What to work on — Go through the data and retrieve each line that includes the string "bool".

(Record excerpts)

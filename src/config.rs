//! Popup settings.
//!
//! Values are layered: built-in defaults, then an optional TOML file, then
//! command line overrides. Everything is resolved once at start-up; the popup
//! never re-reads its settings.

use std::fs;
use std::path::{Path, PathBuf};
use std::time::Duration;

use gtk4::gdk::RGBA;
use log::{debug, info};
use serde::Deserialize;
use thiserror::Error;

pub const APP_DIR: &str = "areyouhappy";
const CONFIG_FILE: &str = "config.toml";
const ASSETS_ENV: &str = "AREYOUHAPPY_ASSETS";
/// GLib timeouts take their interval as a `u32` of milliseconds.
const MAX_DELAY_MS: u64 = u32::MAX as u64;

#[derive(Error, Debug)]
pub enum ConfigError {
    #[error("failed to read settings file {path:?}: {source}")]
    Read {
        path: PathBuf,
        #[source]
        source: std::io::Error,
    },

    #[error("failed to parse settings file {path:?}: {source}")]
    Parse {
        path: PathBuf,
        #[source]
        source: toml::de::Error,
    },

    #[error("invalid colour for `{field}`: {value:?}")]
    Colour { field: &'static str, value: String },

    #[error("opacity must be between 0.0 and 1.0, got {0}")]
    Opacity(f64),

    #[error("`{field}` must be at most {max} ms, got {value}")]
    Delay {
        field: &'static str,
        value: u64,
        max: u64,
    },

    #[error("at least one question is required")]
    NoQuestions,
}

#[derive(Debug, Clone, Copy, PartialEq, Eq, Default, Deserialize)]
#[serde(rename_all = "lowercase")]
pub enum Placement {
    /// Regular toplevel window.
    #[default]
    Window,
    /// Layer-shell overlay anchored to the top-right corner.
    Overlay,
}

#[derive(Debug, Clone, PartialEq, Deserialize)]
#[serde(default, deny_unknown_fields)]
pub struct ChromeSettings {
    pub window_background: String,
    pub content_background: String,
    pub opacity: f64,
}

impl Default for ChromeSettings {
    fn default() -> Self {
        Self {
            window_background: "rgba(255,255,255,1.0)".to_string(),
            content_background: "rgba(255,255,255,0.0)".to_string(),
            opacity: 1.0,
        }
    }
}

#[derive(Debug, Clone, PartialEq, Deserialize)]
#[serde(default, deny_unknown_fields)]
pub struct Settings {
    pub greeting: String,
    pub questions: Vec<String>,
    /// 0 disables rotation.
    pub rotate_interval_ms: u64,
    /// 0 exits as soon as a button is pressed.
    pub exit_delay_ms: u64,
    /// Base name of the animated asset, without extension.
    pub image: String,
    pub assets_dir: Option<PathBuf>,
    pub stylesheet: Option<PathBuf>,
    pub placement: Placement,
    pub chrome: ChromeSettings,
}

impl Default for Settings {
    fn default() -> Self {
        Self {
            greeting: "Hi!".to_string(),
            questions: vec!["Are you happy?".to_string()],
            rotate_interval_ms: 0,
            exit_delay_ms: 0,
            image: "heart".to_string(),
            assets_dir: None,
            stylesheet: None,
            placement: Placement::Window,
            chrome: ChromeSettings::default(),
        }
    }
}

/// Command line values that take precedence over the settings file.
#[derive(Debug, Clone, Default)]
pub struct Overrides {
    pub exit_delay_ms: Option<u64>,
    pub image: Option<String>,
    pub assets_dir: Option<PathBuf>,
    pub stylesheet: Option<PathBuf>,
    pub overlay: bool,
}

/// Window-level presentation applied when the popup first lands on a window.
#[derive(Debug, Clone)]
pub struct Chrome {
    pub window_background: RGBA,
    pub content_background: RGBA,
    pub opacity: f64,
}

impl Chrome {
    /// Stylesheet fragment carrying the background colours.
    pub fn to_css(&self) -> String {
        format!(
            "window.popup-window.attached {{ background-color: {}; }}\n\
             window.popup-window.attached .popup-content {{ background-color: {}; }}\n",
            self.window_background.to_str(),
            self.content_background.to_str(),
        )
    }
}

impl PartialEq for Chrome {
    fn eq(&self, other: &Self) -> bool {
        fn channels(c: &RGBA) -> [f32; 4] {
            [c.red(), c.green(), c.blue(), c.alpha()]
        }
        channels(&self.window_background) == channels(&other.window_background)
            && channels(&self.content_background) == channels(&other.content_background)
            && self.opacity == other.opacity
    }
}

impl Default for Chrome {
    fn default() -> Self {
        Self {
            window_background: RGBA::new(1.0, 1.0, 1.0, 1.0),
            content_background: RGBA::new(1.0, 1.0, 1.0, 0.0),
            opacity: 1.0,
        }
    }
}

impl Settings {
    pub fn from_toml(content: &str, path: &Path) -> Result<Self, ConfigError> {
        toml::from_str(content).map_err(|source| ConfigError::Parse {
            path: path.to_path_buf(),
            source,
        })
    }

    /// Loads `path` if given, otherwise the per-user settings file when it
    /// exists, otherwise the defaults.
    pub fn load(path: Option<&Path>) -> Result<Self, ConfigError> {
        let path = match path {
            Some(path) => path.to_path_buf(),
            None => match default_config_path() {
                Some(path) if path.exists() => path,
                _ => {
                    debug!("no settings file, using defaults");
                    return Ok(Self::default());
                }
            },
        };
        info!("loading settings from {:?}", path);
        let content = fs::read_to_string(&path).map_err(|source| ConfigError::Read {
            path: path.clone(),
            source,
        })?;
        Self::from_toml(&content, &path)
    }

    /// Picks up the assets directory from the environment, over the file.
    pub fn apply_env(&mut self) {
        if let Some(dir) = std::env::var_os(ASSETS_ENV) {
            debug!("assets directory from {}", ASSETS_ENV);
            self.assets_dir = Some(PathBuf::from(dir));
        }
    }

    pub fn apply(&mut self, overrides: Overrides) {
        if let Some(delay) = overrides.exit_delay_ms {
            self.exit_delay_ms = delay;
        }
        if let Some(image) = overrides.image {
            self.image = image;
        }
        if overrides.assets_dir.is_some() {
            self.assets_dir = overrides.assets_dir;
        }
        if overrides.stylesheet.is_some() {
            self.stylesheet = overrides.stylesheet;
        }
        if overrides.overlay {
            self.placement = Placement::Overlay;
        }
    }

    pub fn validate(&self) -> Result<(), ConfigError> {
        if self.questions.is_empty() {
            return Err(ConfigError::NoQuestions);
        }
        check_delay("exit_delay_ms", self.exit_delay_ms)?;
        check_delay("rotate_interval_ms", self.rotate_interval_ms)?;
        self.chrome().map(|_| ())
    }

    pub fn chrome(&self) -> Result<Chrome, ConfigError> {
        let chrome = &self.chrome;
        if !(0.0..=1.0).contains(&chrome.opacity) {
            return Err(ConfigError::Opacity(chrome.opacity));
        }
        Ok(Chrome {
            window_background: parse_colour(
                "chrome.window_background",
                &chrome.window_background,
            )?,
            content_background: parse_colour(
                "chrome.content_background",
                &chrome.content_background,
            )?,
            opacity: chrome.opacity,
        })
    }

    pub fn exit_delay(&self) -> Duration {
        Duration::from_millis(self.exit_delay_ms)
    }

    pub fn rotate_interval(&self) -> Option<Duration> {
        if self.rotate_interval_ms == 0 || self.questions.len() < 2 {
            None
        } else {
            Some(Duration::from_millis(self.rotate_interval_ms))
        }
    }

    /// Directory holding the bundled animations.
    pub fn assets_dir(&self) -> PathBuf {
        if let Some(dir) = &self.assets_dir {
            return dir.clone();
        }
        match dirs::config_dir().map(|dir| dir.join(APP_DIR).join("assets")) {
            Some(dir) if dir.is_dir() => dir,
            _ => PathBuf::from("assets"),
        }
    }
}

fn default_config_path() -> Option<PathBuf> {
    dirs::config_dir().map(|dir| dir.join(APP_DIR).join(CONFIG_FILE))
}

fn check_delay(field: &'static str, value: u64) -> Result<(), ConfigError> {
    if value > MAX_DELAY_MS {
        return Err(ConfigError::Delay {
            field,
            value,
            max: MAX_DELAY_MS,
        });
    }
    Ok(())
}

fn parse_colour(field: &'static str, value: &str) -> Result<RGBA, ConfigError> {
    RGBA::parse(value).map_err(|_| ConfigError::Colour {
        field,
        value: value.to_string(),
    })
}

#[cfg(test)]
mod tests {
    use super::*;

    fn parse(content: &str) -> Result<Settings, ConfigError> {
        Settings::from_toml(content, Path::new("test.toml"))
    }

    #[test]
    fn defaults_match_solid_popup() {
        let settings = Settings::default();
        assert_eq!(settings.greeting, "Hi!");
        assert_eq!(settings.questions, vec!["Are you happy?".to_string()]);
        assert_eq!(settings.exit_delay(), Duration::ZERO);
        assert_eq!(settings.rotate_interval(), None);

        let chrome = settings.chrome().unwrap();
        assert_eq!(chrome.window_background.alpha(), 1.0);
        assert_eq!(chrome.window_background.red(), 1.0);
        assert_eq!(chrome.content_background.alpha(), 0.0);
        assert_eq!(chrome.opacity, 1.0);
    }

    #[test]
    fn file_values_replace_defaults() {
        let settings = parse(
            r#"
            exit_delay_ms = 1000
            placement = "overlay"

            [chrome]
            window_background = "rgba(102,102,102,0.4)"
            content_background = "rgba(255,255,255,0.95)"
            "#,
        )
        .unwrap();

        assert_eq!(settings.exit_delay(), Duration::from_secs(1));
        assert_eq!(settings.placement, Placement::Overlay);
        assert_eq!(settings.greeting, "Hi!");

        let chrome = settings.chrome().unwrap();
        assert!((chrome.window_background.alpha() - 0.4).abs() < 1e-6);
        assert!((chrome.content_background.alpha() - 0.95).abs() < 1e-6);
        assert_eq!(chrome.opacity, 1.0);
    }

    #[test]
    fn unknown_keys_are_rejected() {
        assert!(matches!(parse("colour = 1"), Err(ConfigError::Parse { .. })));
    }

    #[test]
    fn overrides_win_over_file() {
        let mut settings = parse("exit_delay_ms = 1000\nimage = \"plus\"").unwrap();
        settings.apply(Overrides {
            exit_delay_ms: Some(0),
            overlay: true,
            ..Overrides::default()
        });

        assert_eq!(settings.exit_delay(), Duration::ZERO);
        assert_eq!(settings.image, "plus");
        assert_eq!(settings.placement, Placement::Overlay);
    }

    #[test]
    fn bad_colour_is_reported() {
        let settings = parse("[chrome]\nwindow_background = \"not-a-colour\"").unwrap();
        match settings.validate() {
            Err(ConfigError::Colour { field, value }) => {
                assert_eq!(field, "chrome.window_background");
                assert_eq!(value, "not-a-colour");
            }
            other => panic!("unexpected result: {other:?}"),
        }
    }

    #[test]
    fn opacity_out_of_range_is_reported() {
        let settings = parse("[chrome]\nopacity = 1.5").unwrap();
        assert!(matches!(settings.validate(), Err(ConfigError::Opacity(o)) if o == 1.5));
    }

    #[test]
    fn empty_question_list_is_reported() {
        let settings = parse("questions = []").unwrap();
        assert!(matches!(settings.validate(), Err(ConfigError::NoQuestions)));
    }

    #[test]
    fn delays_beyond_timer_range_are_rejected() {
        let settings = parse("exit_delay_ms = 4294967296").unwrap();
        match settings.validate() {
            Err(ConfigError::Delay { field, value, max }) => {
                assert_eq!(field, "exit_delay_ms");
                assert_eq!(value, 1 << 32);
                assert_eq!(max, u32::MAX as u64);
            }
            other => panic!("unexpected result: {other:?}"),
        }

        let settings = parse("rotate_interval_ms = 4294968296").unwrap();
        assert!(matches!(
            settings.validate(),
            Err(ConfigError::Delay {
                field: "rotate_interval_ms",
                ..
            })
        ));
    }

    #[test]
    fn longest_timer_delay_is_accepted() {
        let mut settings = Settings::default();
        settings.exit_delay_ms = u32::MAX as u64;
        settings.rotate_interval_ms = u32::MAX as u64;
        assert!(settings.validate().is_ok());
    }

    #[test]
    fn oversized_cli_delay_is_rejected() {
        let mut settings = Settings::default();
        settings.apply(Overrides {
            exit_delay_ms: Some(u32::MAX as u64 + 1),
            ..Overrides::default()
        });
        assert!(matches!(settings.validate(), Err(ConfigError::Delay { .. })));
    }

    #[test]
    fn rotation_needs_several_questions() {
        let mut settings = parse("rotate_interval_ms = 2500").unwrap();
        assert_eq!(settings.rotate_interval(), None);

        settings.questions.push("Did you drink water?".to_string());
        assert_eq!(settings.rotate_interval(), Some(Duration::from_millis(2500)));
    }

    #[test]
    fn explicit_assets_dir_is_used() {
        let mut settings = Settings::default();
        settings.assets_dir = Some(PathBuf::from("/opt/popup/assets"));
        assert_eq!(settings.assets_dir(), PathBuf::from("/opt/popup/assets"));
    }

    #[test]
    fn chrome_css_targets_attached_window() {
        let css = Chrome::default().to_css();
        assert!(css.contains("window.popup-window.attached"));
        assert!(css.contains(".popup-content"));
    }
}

(End Record excerpts)

Answer below —
    pub overlay: bool,
    fn eq(&self, other: &Self) -> bool {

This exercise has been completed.